### Purpose

Decompose changes in Australian employment levels over 5 yearly intervals due to:
* australian born
* migrants that arrived in the last five years, and 
* migrants that were already in Australia 5 years ago.

The 5 year period reflects that ABS labour force data identifies overseas born employed by time since arrival in 5 year intervals.

### Data

The LM7 datacube from [ABS 6291.0.55.001 (Labour Force, Detailed)](http://www.abs.gov.au/ausstats/abs@.nsf/mf/6291.0.55.001) contains monthly data on the numbers of:
* emloyed full-time
* employed part-time
* unemployed looked for full-time work
* unemployed looked for only part-time work
* not in the labour force (nilf)

by
* the number of years since arrival for migrants (in 5 year intervals up to 20 years, and > 20 years)
* gender
* place of birth (Australia, main english speaking countries, other than main enslish speaking countries and 'Not Stated / Inadequately Described / Born at sea')
* state

This analysis uses additional derived data from this dataset. The loaded dataframe includes:
* employed_total (sum of full-, and part-time employed)
* labor_force (sum of employed_total and and unemployed)
* population (sum of labor_force and nilf)
* COB (where place of birth is mapped to 'Australia', 'overseas' and 'Unkown')

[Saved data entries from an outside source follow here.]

//! Shared helpers for API tests.

#![allow(dead_code)]

use std::sync::Arc;

use axum::{
    body::Body,
    http::{Request, StatusCode},
    Router,
};
use studio_core::{MemoryStorage, Session, SessionConfig};
use studio_server::{build_router, AppState};
use tower::ServiceExt;

/// Upload limit used by the test router.
pub const TEST_UPLOAD_LIMIT: usize = 64 * 1024;

/// A router over a ready in-memory session, plus its storage.
pub async fn app(password: Option<&str>) -> (Router, MemoryStorage) {
    let storage = MemoryStorage::new();
    let mut session = Session::in_memory(Arc::new(storage.clone()), SessionConfig::default());
    session.first_load().await;
    let state = AppState::new(session, password.map(str::to_string), TEST_UPLOAD_LIMIT);
    (build_router(state), storage)
}

/// Send one request and return the status with the body parsed as JSON
/// (`Null` when the body is empty or not JSON).
pub async fn send(app: &Router, request: Request<Body>) -> (StatusCode, serde_json::Value) {
    let (status, bytes) = send_raw(app, request).await;
    let json = serde_json::from_slice(&bytes).unwrap_or(serde_json::Value::Null);
    (status, json)
}

/// Send one request and return the status with the raw body.
pub async fn send_raw(app: &Router, request: Request<Body>) -> (StatusCode, Vec<u8>) {
    let response = app.clone().oneshot(request).await.expect("infallible");
    let status = response.status();
    let bytes = axum::body::to_bytes(response.into_body(), usize::MAX)
        .await
        .expect("body");
    (status, bytes.to_vec())
}

pub fn get(uri: &str) -> Request<Body> {
    Request::get(uri).body(Body::empty()).expect("request")
}

pub fn post_empty(uri: &str) -> Request<Body> {
    Request::post(uri).body(Body::empty()).expect("request")
}

pub fn json(method: &str, uri: &str, body: &serde_json::Value) -> Request<Body> {
    Request::builder()
        .method(method)
        .uri(uri)
        .header("content-type", "application/json")
        .body(Body::from(body.to_string()))
        .expect("request")
}

pub fn upload(name: &str, content_type: Option<&str>, body: impl Into<Body>) -> Request<Body> {
    let mut builder = Request::post(format!("/api/document/import?name={name}"));
    if let Some(ct) = content_type {
        builder = builder.header("content-type", ct);
    }
    builder.body(body.into()).expect("request")
}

### Deriving Australian born and migrant contributions to 5 year employment changes

Identifying the contributions of australian born, recent arrivals and established migrants can be derived by:

\begin{align}
\Delta E_5 & = E_{t} - E_{t-5} \\
& = (aus\_born_{t} + migrant_{t}) - (aus\_born_{t-5} + migrant_{t-5}) \\
& = (aus\_born_{t} - aus\_born_{t-5}) + (migrant_{t} - migrant_{t-5}) \\
& = \Delta aus\_born_5 + \Delta migrant_5
\end{align}

Where, in any given month t,  $E$ is the total number employed, $aus\_born$ is the number of australian born employed, $migrant$ is the number of overseas born employed.

$t-5$ refers to the month 5 years prior to the month $t$.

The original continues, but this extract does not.